The other issue is the messenger. Could it be that this bill is so universally loathed because it has Trump’s name appended to it? Would it be any less anathematized if it were to be called the “Romney” or the “McCain” or even the “Cruz” Tax Cut? It’s difficult to say, but I have to think that the Trump brand, so exalted in other industries—from hotels to neckties to tee times—isn’t doing it any favors. He’s the least popular president in the modern era, and it’s fitting—though perhaps not just—that his agenda suffers the same fate. The bill is damaged by its namesake. This is where a personality becomes important. It’s here that one’s perception in the public’s eye becomes relevant. If Trump weren’t so divisive, reactive, and eristic, this bill would be a boon and more people would laud it.
But the president isn’t the only messenger failing to make his case. There’s also the Republican Party. Like Trump, the party hasn’t done this bill any favors. They continue to fail to convince a skeptical public that a corporate tax cut is a good and valuable thing. Like a heresy, they hesitate to even utter the phrase, let alone make and defend its case. Because while it’s true that all individual taxes will lower, and consequently all boats might rise, the most important and lasting aspect of this bill is the corporate tax rate decrease. From 35% to 21%, the drop will rouse burdened businesses from their sleep. They’ll become once again competitive in the international market, in a way they’ve not been for quite some time.
In theory, American businesses will slow down their interminable quest for tax havens abroad and look homeward instead.

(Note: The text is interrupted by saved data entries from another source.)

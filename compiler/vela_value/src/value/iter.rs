//! Iteration over iterable values.

use std::slice;

use super::{Value, ValueKey};

/// Iterator produced by [`Value::iter`].
///
/// Lists yield their elements in order; maps yield their keys in insertion
/// order.
#[derive(Clone, Debug)]
pub enum ValueIter<'a> {
    List(slice::Iter<'a, Value>),
    MapKeys(slice::Iter<'a, (ValueKey, Value)>),
}

impl Iterator for ValueIter<'_> {
    type Item = Value;

    #[inline]
    fn next(&mut self) -> Option<Value> {
        match self {
            ValueIter::List(it) => it.next().cloned(),
            ValueIter::MapKeys(it) => it.next().map(|(k, _)| k.to_value()),
        }
    }

    #[inline]
    fn size_hint(&self) -> (usize, Option<usize>) {
        match self {
            ValueIter::List(it) => it.size_hint(),
            ValueIter::MapKeys(it) => it.size_hint(),
        }
    }
}

impl ExactSizeIterator for ValueIter<'_> {}
//! Recorded evaluation state.
//!
//! [`EvalState`] maps node ids to the last value each node produced. It is
//! filled by an [`ObserveEval`] decorator built with [`track_state`] and read
//! back after evaluation, e.g. to explain why a condition came out the way
//! it did.

use std::fmt;
use std::sync::Arc;

use rustc_hash::FxHashMap;
use vela_ir::NodeId;
use vela_value::Value;

use crate::decorators::ObserveEval;

/// Last value observed for each node id.
#[derive(Clone, Debug, Default)]
pub struct EvalState {
    values: FxHashMap<NodeId, Value>,
}

impl EvalState {
    pub fn new() -> Self {
        Self::default()
    }

    /// Record `value` for `id`, replacing any earlier value.
    pub fn record(&mut self, id: NodeId, value: Value) {
        self.values.insert(id, value);
    }

    pub fn value(&self, id: NodeId) -> Option<&Value> {
        self.values.get(&id)
    }

    /// Recorded ids in ascending order.
    pub fn ids(&self) -> Vec<NodeId> {
        let mut ids: Vec<NodeId> = self.values.keys().copied().collect();
        ids.sort_unstable();
        ids
    }

    pub fn len(&self) -> usize {
        self.values.len()
    }

    pub fn is_empty(&self) -> bool {
        self.values.is_empty()
    }

    /// Forget all recorded values.
    pub fn reset(&mut self) {
        self.values.clear();
    }
}

/// Thread-safe shared [`EvalState`].
///
/// Uses `Arc<RwLock<_>>` so the observer installed in a tree and the caller
/// inspecting results see the same state.
pub struct SharedEvalState(Arc<parking_lot::RwLock<EvalState>>);

impl SharedEvalState {
    pub fn new() -> Self {
        SharedEvalState(Arc::new(parking_lot::RwLock::new(EvalState::new())))
    }

    /// Get read access to the state.
    pub fn read(&self) -> parking_lot::RwLockReadGuard<'_, EvalState> {
        self.0.read()
    }

    /// Get write access to the state.
    pub fn write(&self) -> parking_lot::RwLockWriteGuard<'_, EvalState> {
        self.0.write()
    }

    /// The recorded value for `id`, cloned out of the lock.
    pub fn value(&self, id: NodeId) -> Option<Value> {
        self.read().value(id).cloned()
    }

    pub fn reset(&self) {
        self.write().reset();
    }
}

impl Default for SharedEvalState {
    fn default() -> Self {
        Self::new()
    }
}

impl Clone for SharedEvalState {
    fn clone(&self) -> Self {
        SharedEvalState(Arc::clone(&self.0))
    }
}

impl fmt::Debug for SharedEvalState {
    fn fmt(&self, f: &mut fmt::Formatter<'_>) -> fmt::Result {
        write!(f, "SharedEvalState({:?})", &*self.0.read())
    }
}

/// An observer decorator that records every value into `state`.
pub fn track_state(state: &SharedEvalState) -> ObserveEval {
    let state = state.clone();
    ObserveEval::new(move |id, value| state.write().record(id, value.clone()))
}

They’ll pull their profits from the likes of a Northern Ireland, a Bermuda, or a Cayman Island and invest in the continental U.S.A. Inversions—whereby by a company incorporates in a different country to enjoy its advantageous tax rates—might very well occur less frequently. They’ll invest in creating new technologies, improving efficiencies, and retaining employees at home by offering a better wage. And though this tax rate is still much higher than those of European nations, it’s an auspicious start.
All of this is lost, though, when the GOP can’t articulate the point. Republicans think that to promote this idea (that is, of a lowered corporate tax rate) is to immolate oneself—it’s tantamount to setting one’s political career aflame. It’s politically unpalatable. It’s a toxic topic, and voters will bristle when they hear it. Well, bristle they may, but so far as economic science is concerned—assuming you’re of the classical ilk, and not a Marxist or Mercantilist—it’s a vital idea. The marketplace, seeing neither color, class, nor creed, as Voltaire marveled upon returning to his château at Ferney from the London Stock Exchange, is a thing to be cherished and promoted, not stymied and stifled. For their own sake, and for the sake of the bill, Republicans need to make this case. It may be a dismal science, but it’s one that needs its teacher.
Professor Trump may be just the man for the job. He, with his business bona fides and acumen, should be ablest of all to teach us the way. Ironically, he’d do well to do what Franklin Delano Roosevelt did years before. FDR was famous for his “fireside chats”. Trump should get on the airwaves (Twitter, in this case) and give a chat of his own. Instead of griping about players kneeling or LiAngelo Ball stealing, use the platform to tell the American people why this is a worthwhile bill. Brand it as the boon we’ve long awaited. Teach us why competition in the international marketplace is a thing to be desired. Expel, if you can, the “heresy” that haunts businesses big and small. This, is the sizzle. And if he does these things, the bill will just about sell itself.